### WHAT YOU HAVE TO DO
Look through the data and write out every line with the word "transcript" in it.

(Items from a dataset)

[Start of Attachment]

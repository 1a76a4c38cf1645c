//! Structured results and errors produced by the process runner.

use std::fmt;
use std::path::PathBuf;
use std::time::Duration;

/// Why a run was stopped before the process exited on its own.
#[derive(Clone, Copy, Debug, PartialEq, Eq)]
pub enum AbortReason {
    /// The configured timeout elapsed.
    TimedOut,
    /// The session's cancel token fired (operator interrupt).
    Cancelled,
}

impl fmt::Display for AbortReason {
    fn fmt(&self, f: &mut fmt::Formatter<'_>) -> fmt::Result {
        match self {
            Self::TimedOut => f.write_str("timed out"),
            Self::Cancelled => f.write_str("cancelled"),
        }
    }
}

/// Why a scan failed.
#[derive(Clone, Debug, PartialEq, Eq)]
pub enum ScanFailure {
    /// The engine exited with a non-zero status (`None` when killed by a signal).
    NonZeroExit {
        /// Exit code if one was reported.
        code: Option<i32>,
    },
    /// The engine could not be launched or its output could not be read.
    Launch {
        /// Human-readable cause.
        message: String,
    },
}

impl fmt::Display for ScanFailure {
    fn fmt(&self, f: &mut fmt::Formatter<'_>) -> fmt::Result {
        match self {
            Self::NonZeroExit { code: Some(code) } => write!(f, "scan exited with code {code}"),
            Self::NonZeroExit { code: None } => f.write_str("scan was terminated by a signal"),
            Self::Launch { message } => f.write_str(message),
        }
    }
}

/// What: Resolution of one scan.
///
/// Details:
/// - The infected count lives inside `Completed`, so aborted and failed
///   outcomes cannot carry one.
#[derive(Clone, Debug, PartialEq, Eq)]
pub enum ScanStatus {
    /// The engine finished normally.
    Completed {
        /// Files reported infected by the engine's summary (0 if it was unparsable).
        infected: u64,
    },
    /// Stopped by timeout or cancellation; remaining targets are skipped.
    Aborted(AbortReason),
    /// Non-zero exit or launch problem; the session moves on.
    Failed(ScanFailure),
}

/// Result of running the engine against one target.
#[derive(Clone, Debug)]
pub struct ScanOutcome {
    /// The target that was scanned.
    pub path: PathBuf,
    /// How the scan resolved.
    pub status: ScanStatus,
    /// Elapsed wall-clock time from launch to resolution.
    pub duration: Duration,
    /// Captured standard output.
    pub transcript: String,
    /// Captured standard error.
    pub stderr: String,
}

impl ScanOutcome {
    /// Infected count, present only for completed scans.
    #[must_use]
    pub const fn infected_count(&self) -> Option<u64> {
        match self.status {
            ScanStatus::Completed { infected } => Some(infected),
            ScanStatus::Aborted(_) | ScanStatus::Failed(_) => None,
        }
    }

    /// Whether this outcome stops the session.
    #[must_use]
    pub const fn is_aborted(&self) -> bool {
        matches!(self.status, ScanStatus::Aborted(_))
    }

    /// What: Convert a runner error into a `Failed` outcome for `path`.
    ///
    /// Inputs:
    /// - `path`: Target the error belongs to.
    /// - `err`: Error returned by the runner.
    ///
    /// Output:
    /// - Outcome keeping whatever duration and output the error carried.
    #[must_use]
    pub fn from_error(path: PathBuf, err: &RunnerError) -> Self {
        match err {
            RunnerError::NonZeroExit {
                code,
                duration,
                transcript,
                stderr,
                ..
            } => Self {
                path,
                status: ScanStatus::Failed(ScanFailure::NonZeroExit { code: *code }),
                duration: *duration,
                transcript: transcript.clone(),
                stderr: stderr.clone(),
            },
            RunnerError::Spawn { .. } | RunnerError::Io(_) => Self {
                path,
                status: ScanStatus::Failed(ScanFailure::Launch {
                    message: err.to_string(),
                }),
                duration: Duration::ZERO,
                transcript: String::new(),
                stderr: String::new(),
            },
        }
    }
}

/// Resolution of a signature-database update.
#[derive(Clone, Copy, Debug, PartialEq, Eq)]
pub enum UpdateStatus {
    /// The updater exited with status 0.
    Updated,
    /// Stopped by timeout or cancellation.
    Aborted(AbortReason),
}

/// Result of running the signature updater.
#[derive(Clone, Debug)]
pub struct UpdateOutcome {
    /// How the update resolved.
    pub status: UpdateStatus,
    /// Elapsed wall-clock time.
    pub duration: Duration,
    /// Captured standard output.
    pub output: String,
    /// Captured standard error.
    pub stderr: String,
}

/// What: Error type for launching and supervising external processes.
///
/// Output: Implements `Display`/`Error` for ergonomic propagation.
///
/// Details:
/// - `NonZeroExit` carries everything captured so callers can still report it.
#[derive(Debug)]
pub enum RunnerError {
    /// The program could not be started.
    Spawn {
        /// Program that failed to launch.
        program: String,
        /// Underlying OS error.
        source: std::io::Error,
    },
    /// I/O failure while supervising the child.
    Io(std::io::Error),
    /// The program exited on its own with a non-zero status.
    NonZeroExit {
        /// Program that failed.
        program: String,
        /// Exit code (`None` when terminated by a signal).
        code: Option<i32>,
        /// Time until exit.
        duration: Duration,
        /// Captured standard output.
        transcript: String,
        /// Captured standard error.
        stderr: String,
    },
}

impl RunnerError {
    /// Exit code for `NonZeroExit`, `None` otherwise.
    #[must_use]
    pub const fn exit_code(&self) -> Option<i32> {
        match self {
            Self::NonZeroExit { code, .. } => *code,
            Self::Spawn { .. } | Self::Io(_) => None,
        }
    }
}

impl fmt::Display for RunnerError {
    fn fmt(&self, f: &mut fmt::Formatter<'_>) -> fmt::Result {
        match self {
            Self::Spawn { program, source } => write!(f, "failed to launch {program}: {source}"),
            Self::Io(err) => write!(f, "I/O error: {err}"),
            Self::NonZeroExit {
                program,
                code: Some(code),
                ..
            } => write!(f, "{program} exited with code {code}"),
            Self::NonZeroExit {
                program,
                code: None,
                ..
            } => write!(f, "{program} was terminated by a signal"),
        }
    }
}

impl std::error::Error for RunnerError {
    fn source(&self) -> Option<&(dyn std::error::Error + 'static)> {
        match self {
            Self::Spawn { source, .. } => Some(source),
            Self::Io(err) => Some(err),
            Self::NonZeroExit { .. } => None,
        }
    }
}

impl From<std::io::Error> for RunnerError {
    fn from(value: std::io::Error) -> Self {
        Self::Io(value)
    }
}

[End of Attachment]
[Start of Attachment]

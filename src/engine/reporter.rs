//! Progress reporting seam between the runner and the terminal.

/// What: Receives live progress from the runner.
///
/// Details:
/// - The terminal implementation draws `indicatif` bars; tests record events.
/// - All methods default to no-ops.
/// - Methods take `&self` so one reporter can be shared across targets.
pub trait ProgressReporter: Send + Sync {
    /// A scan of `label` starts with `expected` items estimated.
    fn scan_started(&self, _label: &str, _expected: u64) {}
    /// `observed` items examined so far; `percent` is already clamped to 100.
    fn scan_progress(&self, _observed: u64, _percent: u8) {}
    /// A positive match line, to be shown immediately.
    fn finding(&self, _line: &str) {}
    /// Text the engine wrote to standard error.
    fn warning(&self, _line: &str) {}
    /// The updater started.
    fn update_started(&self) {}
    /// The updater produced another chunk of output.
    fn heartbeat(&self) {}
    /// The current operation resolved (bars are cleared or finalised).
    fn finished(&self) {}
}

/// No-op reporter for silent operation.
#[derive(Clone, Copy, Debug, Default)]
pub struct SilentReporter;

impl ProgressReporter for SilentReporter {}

[End of Attachment]

### OUTPUT FOR THIS EXERCISE
    pub transcript: String,
                transcript,
                transcript: transcript.clone(),
                transcript: String::new(),
        transcript: String,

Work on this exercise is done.